The Magic of Inca Stones From Frommers
We loved walking around Cuzco and seeing the Inca walls with the Spanish colonial additions. This is a fun walk around town from Frommers:
"Dominating the ancient streets of Cusco are dramatic Inca walls, constructed of mammoth granite blocks so exquisitely carved that they fit together without mortar, like jigsaw puzzle pieces. The Spaniards razed many Inca constructions but built others right on top of the original foundations. (Even hell-bent on destruction, they recognized the value of good engineering.) In many cases, colonial architecture has not stood up nearly as well as the Incas' bold structures, which were designed to withstand the immensity of seismic shifts common in this part of Peru.
Apart from the main attractions detailed in this guide, a brief walking tour will take you past some of the finest Inca constructions that remain in the city. East of the Plaza de Armas, Calle Loreto is one of the best-known Inca thoroughfares. The massive wall on the left side, composed of meticulously cut rectangular stones, was once part of the Accllahuasi, or the "House of the Chosen Maidens," the Inca emperor's Virgins of the Sun. This is the oldest surviving Inca wall in Cusco and one of the most distinguished. Northeast of the Plaza de Armas, off Calle Palacio, is Hatunrumiyoc, a cobblestone street lined with impressive walls of polygonal stones. Past the Archbishop's Palace on the right side is the famed 12-angled stone (now appropriated as the symbol of Cuzqueña beer), which is magnificently fitted into the wall. Originally, this wall belonged to the palace of the Inca Roca. This large stone is impressively cut; the Incas almost routinely fitted many-cornered stones (with as many as 32, as seen at Machu Picchu, or even 44 angles) into structures. From Hatunrumiyoc, make your first right down another pedestrian alleyway, Inca Roca; about halfway down on the right side is a series of stones said to form the shape of a puma, including the head, large paws, and tail. It's not all that obvious, so if you see someone else studying the wall, ask him to point out the figure. Siete Culebras (Seven Snakes), the alleyway connecting Plaza Nazarenas to Choquechaca, contains Inca stones that form the foundation of the chapel within the Hotel Monasterio. Other streets with notable Inca foundations are Herrajes, Pasaje Arequipa, and Santa Catalina Angosta. Only a couple genuine Inca portals remain. One is at Choquechaca 339 (the doorway to a recommended hostal, Rumi Punku), and another is at Romeritos 402, near Qoricancha.
"Not every impressive stone wall in Cusco is Incan in origin, however.

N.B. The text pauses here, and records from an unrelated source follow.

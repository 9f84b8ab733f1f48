use std::path::PathBuf;

use infra_forge_compiler::{DecompileError, EmitError};

/// Exit codes for the CLI process.
///
/// - 0: success
/// - 1: general error
/// - 2: invalid arguments or configuration
/// - 3: compilation failure (error diagnostics or a fatal emission error)
/// - 4: decompilation failure (a document could not be read)
#[derive(Debug, Clone, Copy, PartialEq, Eq)]
pub enum ExitCode {
    #[allow(dead_code)]
    Success = 0,
    GeneralError = 1,
    InvalidArguments = 2,
    CompileError = 3,
    DecompileError = 4,
}

/// Errors returned by CLI command handlers.
///
/// Per-file variants are reported as they happen and processing moves on to
/// the next file; `Failed` summarizes them when the command finishes.
#[derive(Debug, thiserror::Error)]
pub enum CliError {
    /// IO errors (file not found, permission denied).
    #[error("IO error for {path}: {source}")]
    Io {
        path: PathBuf,
        source: std::io::Error,
    },

    /// Configuration errors.
    #[error("configuration error: {message}")]
    Config { message: String },

    /// A document could not be emitted.
    #[error("{file}: {source}")]
    Emit { file: PathBuf, source: EmitError },

    /// A document could not be decompiled.
    #[error("{file}: {source}")]
    Decompile {
        file: PathBuf,
        source: DecompileError,
    },

    /// Decompiled output would replace an existing file.
    #[error("'{path}' already exists (use --force to overwrite)")]
    OutputExists { path: PathBuf },

    /// Some of the processed files had errors.
    #[error("{failed} of {total} file(s) failed")]
    Failed {
        failed: usize,
        total: usize,
        kind: FailureKind,
    },

    /// Generic error with message.
    #[error("{0}")]
    Other(String),
}

/// Which pipeline a [`CliError::Failed`] summary came from.
#[derive(Debug, Clone, Copy, PartialEq, Eq)]
pub enum FailureKind {
    Compile,
    Decompile,
}

impl CliError {
    /// Maps this error to the appropriate exit code.
    pub fn exit_code(&self) -> ExitCode {
        match self {
            Self::Config { .. } => ExitCode::InvalidArguments,
            Self::Emit { .. }
            | Self::Failed {
                kind: FailureKind::Compile,
                ..
            } => ExitCode::CompileError,
            Self::Decompile { .. }
            | Self::Failed {
                kind: FailureKind::Decompile,
                ..
            } => ExitCode::DecompileError,
            Self::Io { .. } | Self::OutputExists { .. } | Self::Other(_) => ExitCode::GeneralError,
        }
    }

    /// Serializes this error as a JSON value for `--format json` output.
    pub fn to_json(&self) -> serde_json::Value {
        match self {
            Self::Io { path, source } => serde_json::json!({
                "error": "io_error",
                "path": path.display().to_string(),
                "message": source.to_string(),
            }),
            Self::Config { message } => serde_json::json!({
                "error": "config_error",
                "message": message,
            }),
            Self::Emit { file, source } => serde_json::json!({
                "error": "emit_error",
                "file": file.display().to_string(),
                "message": source.to_string(),
            }),
            Self::Decompile { file, source } => serde_json::json!({
                "error": "decompile_error",
                "file": file.display().to_string(),
                "message": source.to_string(),
            }),
            Self::Failed { failed, total, .. } => serde_json::json!({
                "error": "failed",
                "failed": failed,
                "total": total,
            }),
            other => serde_json::json!({
                "error": "error",
                "message": other.to_string(),
            }),
        }
    }
}
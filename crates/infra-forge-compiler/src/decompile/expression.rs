//! Inverse lowering: mini-language expressions back to DSL expressions.

use std::collections::HashMap;
use std::mem;

use infra_forge_core::expression::{
    is_language_expression, parse_language_expression, FunctionCall, LanguageExpression, Literal,
};
use infra_forge_core::Span;
use infra_forge_dsl::{Expression, ExpressionKind, Identifier, NodeIds, ObjectProperty, StringSegment};

use crate::semantic::namespaces::find_function_ignore_case;

/// A resource declared in the document being decompiled.
#[derive(Debug, Clone)]
pub(super) struct ResourceEntry {
    pub symbol: String,
    pub full_type: String,
    /// Canonical mini-language text of the resource's `name` value.
    pub name_key: String,
}

/// Identifiers assigned to the document's declarations.
///
/// Parameter and variable names are case-insensitive in the target format
/// and are keyed by their lowercase form.
#[derive(Debug, Default)]
pub(super) struct Names {
    pub parameters: HashMap<String, String>,
    pub variables: HashMap<String, String>,
    pub resources: Vec<ResourceEntry>,
}

impl Names {
    fn resource_by_id(&self, arguments: &[LanguageExpression]) -> Option<&ResourceEntry> {
        let (full_type, segments) = arguments.split_first()?;
        let full_type = full_type.as_string_literal()?;
        let key = match segments {
            [] => return None,
            [single] => single.to_string(),
            _ => {
                let literal: Option<Vec<&str>> =
                    segments.iter().map(LanguageExpression::as_string_literal).collect();
                LanguageExpression::string(literal?.join("/")).to_string()
            }
        };
        self.resources
            .iter()
            .find(|r| r.full_type.eq_ignore_ascii_case(full_type) && r.name_key == key)
    }

    /// Matches the first argument of `reference(...)`.
    fn resource_by_reference(&self, target: &LanguageExpression) -> Option<&ResourceEntry> {
        if let Some(call) = target.as_call_to("resourceId") {
            return self.resource_by_id(&call.arguments);
        }
        let key = target.as_string_literal().map(|_| target.to_string())?;
        self.resources.iter().find(|r| r.name_key == key)
    }

    /// Resolves a `dependsOn` entry: a `[resourceId(...)]` expression, or a
    /// plain resource name optionally prefixed by its type.
    pub(super) fn resolve_dependency(&self, entry: &str) -> Option<&ResourceEntry> {
        if is_language_expression(entry) {
            let expression = parse_language_expression(entry, None).ok()?;
            return expression
                .as_call_to("resourceId")
                .and_then(|call| self.resource_by_id(&call.arguments));
        }
        self.resources.iter().find(|r| {
            let key = LanguageExpression::string(entry).to_string();
            let qualified = entry
                .strip_prefix(r.full_type.as_str())
                .and_then(|rest| rest.strip_prefix('/'))
                .map(|name| LanguageExpression::string(name).to_string());
            r.name_key == key || qualified.as_deref() == Some(r.name_key.as_str())
        })
    }
}

/// Canonical text used to match a resource's `name` against `resourceId` arguments.
pub(super) fn name_key(name: &str) -> String {
    if is_language_expression(name) {
        if let Ok(expression) = parse_language_expression(name, None) {
            return expression.to_string();
        }
    }
    let literal = name.strip_prefix("[[").map_or(name.to_string(), |rest| format!("[{rest}"));
    LanguageExpression::string(literal).to_string()
}

/// Builds DSL expression nodes from parsed mini-language expressions.
pub(super) struct Converter<'a> {
    names: &'a Names,
    ids: &'a mut NodeIds,
}

impl<'a> Converter<'a> {
    pub(super) fn new(names: &'a Names, ids: &'a mut NodeIds) -> Self {
        Self { names, ids }
    }

    pub(super) fn node(&mut self, kind: ExpressionKind) -> Expression {
        self.ids.expression(kind, Span::default())
    }

    fn reference(&mut self, name: &str) -> Expression {
        self.node(ExpressionKind::Reference(identifier(name)))
    }

    fn property(&mut self, base: Expression, property: &str) -> Expression {
        self.node(ExpressionKind::PropertyAccess {
            base: Box::new(base),
            property: identifier(property),
        })
    }

    /// Converts one expression. The error is a reason the expression has no
    /// DSL equivalent.
    pub(super) fn convert(&mut self, expression: &LanguageExpression) -> Result<Expression, String> {
        match expression {
            LanguageExpression::Literal(literal) => {
                Ok(self.node(ExpressionKind::Literal(literal.clone())))
            }
            LanguageExpression::FunctionCall(call) => self.convert_call(call),
            LanguageExpression::PropertyAccess { base, property } => {
                let base = self.convert(base)?;
                Ok(self.property(base, property))
            }
            LanguageExpression::ArrayAccess { base, index } => {
                let base = self.convert(base)?;
                let index = self.convert(index)?;
                Ok(self.node(ExpressionKind::ArrayAccess {
                    base: Box::new(base),
                    index: Box::new(index),
                }))
            }
        }
    }

    fn convert_call(&mut self, call: &FunctionCall) -> Result<Expression, String> {
        if let Some(namespace) = &call.namespace {
            return Err(format!(
                "user-defined function '{namespace}.{}' has no equivalent",
                call.name
            ));
        }
        let arguments = call.arguments.as_slice();
        match (call.name.to_ascii_lowercase().as_str(), arguments) {
            ("parameters", [name]) => {
                let name = name.as_string_literal().ok_or("parameters() takes a literal name")?;
                let identifier = self
                    .names
                    .parameters
                    .get(&name.to_ascii_lowercase())
                    .ok_or_else(|| format!("unknown parameter '{name}'"))?;
                Ok(self.reference(&identifier.clone()))
            }
            ("variables", [name]) => {
                let name = name.as_string_literal().ok_or("variables() takes a literal name")?;
                let identifier = self
                    .names
                    .variables
                    .get(&name.to_ascii_lowercase())
                    .ok_or_else(|| format!("unknown variable '{name}'"))?;
                Ok(self.reference(&identifier.clone()))
            }
            ("resourceid", _) if self.names.resource_by_id(arguments).is_some() => {
                let symbol = self
                    .names
                    .resource_by_id(arguments)
                    .map(|r| r.symbol.clone())
                    .unwrap_or_default();
                let base = self.reference(&symbol);
                Ok(self.property(base, "id"))
            }
            ("reference", [target, rest @ ..])
                if rest.len() <= 2 && self.names.resource_by_reference(target).is_some() =>
            {
                let symbol = self
                    .names
                    .resource_by_reference(target)
                    .map(|r| r.symbol.clone())
                    .unwrap_or_default();
                let full = rest
                    .get(1)
                    .and_then(LanguageExpression::as_string_literal)
                    .is_some_and(|mode| mode.eq_ignore_ascii_case("full"));
                let base = self.reference(&symbol);
                Ok(if full { base } else { self.property(base, "properties") })
            }
            ("format", [format, values @ ..]) => match format
                .as_string_literal()
                .and_then(|text| parse_format(text, values.len()))
            {
                Some(pieces) => self.interpolate(&pieces, values),
                None => self.builtin_call(call),
            },
            ("createobject", _) if arguments.len() % 2 == 0 => {
                let mut properties: Vec<ObjectProperty> = Vec::with_capacity(arguments.len() / 2);
                for pair in arguments.chunks(2) {
                    let key = pair[0]
                        .as_string_literal()
                        .ok_or("createObject() keys must be literal strings")?;
                    if properties.iter().any(|p| p.key == key) {
                        return Err(format!("createObject() repeats the key '{key}'"));
                    }
                    let value = self.convert(&pair[1])?;
                    properties.push(ObjectProperty {
                        key: key.to_string(),
                        key_span: Span::default(),
                        value,
                    });
                }
                Ok(self.node(ExpressionKind::Object(properties)))
            }
            ("createarray", _) => {
                let items = arguments
                    .iter()
                    .map(|item| self.convert(item))
                    .collect::<Result<Vec<_>, _>>()?;
                Ok(self.node(ExpressionKind::Array(items)))
            }
            ("true", []) => Ok(self.node(ExpressionKind::Literal(Literal::Boolean(true)))),
            ("false", []) => Ok(self.node(ExpressionKind::Literal(Literal::Boolean(false)))),
            ("null", []) => Ok(self.node(ExpressionKind::Literal(Literal::Null))),
            _ => self.builtin_call(call),
        }
    }

    fn builtin_call(&mut self, call: &FunctionCall) -> Result<Expression, String> {
        let signature = find_function_ignore_case(&call.name)
            .ok_or_else(|| format!("function '{}' has no equivalent", call.name))?;
        if !signature.accepts(call.arguments.len()) {
            return Err(format!(
                "function '{}' expects {} argument(s) but was given {}",
                signature.name,
                signature.arity(),
                call.arguments.len()
            ));
        }
        let arguments = call
            .arguments
            .iter()
            .map(|argument| self.convert(argument))
            .collect::<Result<Vec<_>, _>>()?;
        Ok(self.node(ExpressionKind::FunctionCall {
            namespace: None,
            name: identifier(signature.name),
            arguments,
        }))
    }

    fn interpolate(
        &mut self,
        pieces: &[FormatPiece],
        values: &[LanguageExpression],
    ) -> Result<Expression, String> {
        match pieces {
            [] => return Ok(self.node(ExpressionKind::Literal(Literal::String(String::new())))),
            [FormatPiece::Text(text)] => {
                return Ok(self.node(ExpressionKind::Literal(Literal::String(text.clone()))));
            }
            _ => {}
        }
        let mut segments = Vec::with_capacity(pieces.len());
        for piece in pieces {
            segments.push(match piece {
                FormatPiece::Text(text) => StringSegment::Text(text.clone()),
                // Each hole gets its own nodes, even when an index repeats.
                FormatPiece::Hole(index) => StringSegment::Expression(self.convert(&values[*index])?),
            });
        }
        Ok(self.node(ExpressionKind::Interpolated(segments)))
    }
}

fn identifier(name: &str) -> Identifier {
    Identifier::new(name, Span::default())
}

#[derive(Debug, Clone, PartialEq, Eq)]
enum FormatPiece {
    Text(String),
    Hole(usize),
}

/// Splits a `format()` string into text and `{n}` holes.
///
/// Returns `None` for anything that cannot become an interpolated string:
/// unbalanced braces, format specifiers such as `{0:N}`, holes past the end
/// of `values`, or values no hole uses.
fn parse_format(format: &str, value_count: usize) -> Option<Vec<FormatPiece>> {
    let mut pieces = Vec::new();
    let mut text = String::new();
    let mut used = vec![false; value_count];
    let mut chars = format.chars().peekable();
    while let Some(c) = chars.next() {
        match c {
            '{' if chars.peek() == Some(&'{') => {
                chars.next();
                text.push('{');
            }
            '}' if chars.peek() == Some(&'}') => {
                chars.next();
                text.push('}');
            }
            '{' => {
                let mut digits = String::new();
                while let Some(d) = chars.next_if(char::is_ascii_digit) {
                    digits.push(d);
                }
                if chars.next() != Some('}') {
                    return None;
                }
                let index: usize = digits.parse().ok()?;
                *used.get_mut(index)? = true;
                if !text.is_empty() {
                    pieces.push(FormatPiece::Text(mem::take(&mut text)));
                }
                pieces.push(FormatPiece::Hole(index));
            }
            '}' => return None,
            _ => text.push(c),
        }
    }
    if !text.is_empty() {
        pieces.push(FormatPiece::Text(text));
    }
    used.iter().all(|u| *u).then_some(pieces)
}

Many are transitional period (post-Conquest) constructions, built by local masons in the service of Spanish bosses. Peter Frost's Exploring Cusco (available in local bookstores) has a good explanation of what to look for to distinguish an original from what amounts to a copy."
We had been asking at agencies for a guided one-day hike (we definitely did not want an overnight). If they had any at all, their one-day hikes would be to Maras and the Moray Archeological Complex. Since we had already visited that area (and it was treeless pampa), we didn't want those tours.
A Hike Near Cuzco: Finally someone said to go to the Dircetur-Cusco Tourist Information Office, Portal Mantas 117-A, telf (51-84)222-032. They had a map of a "Circuito Cebolla Wayko". Dimitri asked around and the estimates of how long the hike would take varied from 3 hours to 5 hours. It would end on Av. de la Cultura, in San Sebastian, we were told. We were also told that part of the route could be a bit dangerous. We went back and forth about doing that hike and then decided to take a taxi to Yuncaypata (S/.20) and we walked down the trail from there. There were actually some road police called Policia Transito parked where we got out of the taxi. Dimitri asked them about the path and if we would be in danger. They said no danger but sometimes the path was rough. It was fantastic.
It took us 2 hours to walk back to our apartment in Santa Moníca and it was even pretty. And it even had some trees on the path. And we even passed some Inca ruins at Rumi Wasi. We were walking in the countryside (campo) and it was partly cloudy. If the sun had been out all the time, we would have been fried. As it was, the temperature was perfect. We didn't need to spend money on a guide either! How perfect is that?